Los sueños, sueños son
15/03/18
¿Qué es la vida? Se
preguntaba Segismundo. Una ilusión, una sombra, una ficción, respondía Calderón
de la Barca. Y el mayor bien es pequeño, que toda la vida es sueño y los sueños,
sueños son.
En un libro juvenil que
leí hace no tanto tiempo, la protagonista, en el funeral de su novio decía que
los funerales no se hacen para los muertos, sino para los vivos. Pienso lo
mismo de los bautizos, donde el protagonista es un bebé que no tendrá recuerdos
de ese día. Y, en cierto modo, algo parecido pasa en los cumpleaños, donde
dependiendo de la cultura el cumpleañero invita o es invitado por sus amigos.

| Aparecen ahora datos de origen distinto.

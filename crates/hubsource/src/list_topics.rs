use hubsource_core::topics::{normalize_topics, Topic};

use crate::api::HubspotClient;
use crate::config::SourceConfig;
use crate::prelude::{println, *};

#[derive(Debug, clap::Args, Clone)]
pub struct ListTopicsOptions {
    /// Output as JSON
    #[arg(long)]
    pub json: bool,
}

pub async fn run(options: ListTopicsOptions, global: crate::Global) -> Result<()> {
    let config = SourceConfig::from_global(&global)?;
    let topics = list_topics_data(&config).await?;

    if options.json {
        println!("{}", serde_json::to_string_pretty(&topics)?);
    } else {
        output_formatted(&topics);
    }

    Ok(())
}

/// Fetch every topic, failing on any upstream error
pub async fn list_topics_data(config: &SourceConfig) -> Result<Vec<Topic>> {
    let options = config.options.clone().validate()?;
    let client = HubspotClient::new(&config.base_url, &options.key, config.timeout)?;

    Ok(normalize_topics(client.fetch_topics().await?))
}

fn output_formatted(topics: &[Topic]) {
    let mut table = new_table();
    table.add_row(prettytable::row!["ID", "NAME", "SLUG"]);

    for topic in topics {
        let slug = value_text(topic.fields.get("slug")).unwrap_or_else(|| "-".to_string());
        table.add_row(prettytable::row![
            topic.id,
            value_text(topic.name.as_ref()).unwrap_or_else(|| "(unnamed)".to_string()),
            slug
        ]);
    }

    table.printstd();
    println!("\nFound {} topics", topics.len());
}
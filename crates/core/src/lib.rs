//! Core library for hubsource
//!
//! This crate implements the **Functional Core** of the hubsource application,
//! following the Functional Core - Imperative Shell architectural pattern.
//!
//! # Architecture Overview
//!
//! - **`hubsource_core`** (this crate): Pure transformation functions with zero I/O
//! - **`hubsource`**: HTTP calls, configuration loading, node sinks, and the CLI
//!   (the Imperative Shell)
//!
//! Everything here is deterministic: the same API payloads always produce the
//! same nodes, ids and content digests. Tests run against fixture data, no HTTP
//! mocking required.
//!
//! # Module Organization
//!
//! - [`options`]: Plugin options (`key`, `filters`) and their validation
//! - [`query`]: Endpoint URLs and filter query strings
//! - [`topics`]: Topic normalization and the id → topic index
//! - [`posts`]: Post projection and topic resolution
//! - [`node`]: Node envelopes, content digests, registration with a host
//! - [`host`]: The [`host::Host`] seam and an in-memory implementation
//!
//! # Example Usage
//!
//! ```rust,ignore
//! use hubsource_core::host::MemoryHost;
//! use hubsource_core::node::register_nodes;
//! use hubsource_core::posts::{transform_posts, PostList};
//! use hubsource_core::topics::{TopicIndex, TopicList};
//!
//! let topics: TopicList = serde_json::from_str(topics_body)?;
//! let posts: PostList = serde_json::from_str(posts_body)?;
//!
//! let index = TopicIndex::from_raw(topics.objects);
//! let posts = transform_posts(posts.objects, &index);
//!
//! let mut host = MemoryHost::new();
//! let summary = register_nodes(&mut host, &posts, index.topics())?;
//! assert_eq!(summary.posts, posts.len());
//! ```

pub mod error;
pub mod host;
pub mod node;
pub mod options;
pub mod posts;
pub mod query;
pub mod topics;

Al final, nunca es por nosotros, sino por nuestro entorno, por nuestros seres
queridos, por aquellos que hacen un poquito más dulce esta montaña rusa en que
vivimos.
Es la nieve la que
prepara el terreno para las flores, y después de un invierno muy frío viene una
primavera especialmente colorida, pero a veces esas flores se hacen de rogar.
Ya que estábamos en el
pueblo y no podría ir a la manifestación por la libertad de expresión y las
pensiones, que estaba teniendo lugar en Madrid, hice cutres carteles sobre
folios de libreta, diciendo “Pensiones dignas”, “Trabajo hoy, pensión mañana”, “No
a la ley mordaza” y “Desamordázate”. Si yo no podía ir a la manifestación, la
manifestación vendría a mí. Aquella fría tarde, delante del ayuntamiento de
Casasola, se manifestaron unas diez personas, probablemente un porcentaje muy
alto de los presentes en el pueblo. Llegaron, se sacaron una foto con cuatro
cutres carteles escritos a bolígrafo y se marcharon. El 8 de marzo habíamos
hecho historia; esta vez no. Por lo menos, para nosotros, aquello sí que significó algo.
01/04/18
Las vacaciones quedaron
llenas de anécdotas desde el mismo momento en que llegamos. Llegamos el sábado
al apartamento en Cauterets, en el sur de Francia, y en recepción no consta
nuestra reserva. En un brusco español nos explicaron que no estábamos apuntados
en ninguna parte, y en un pésimo francés intentamos insistir en nuestra
reserva, de la que teníamos recibo, por mucho que repitieran que “Todo lleno”.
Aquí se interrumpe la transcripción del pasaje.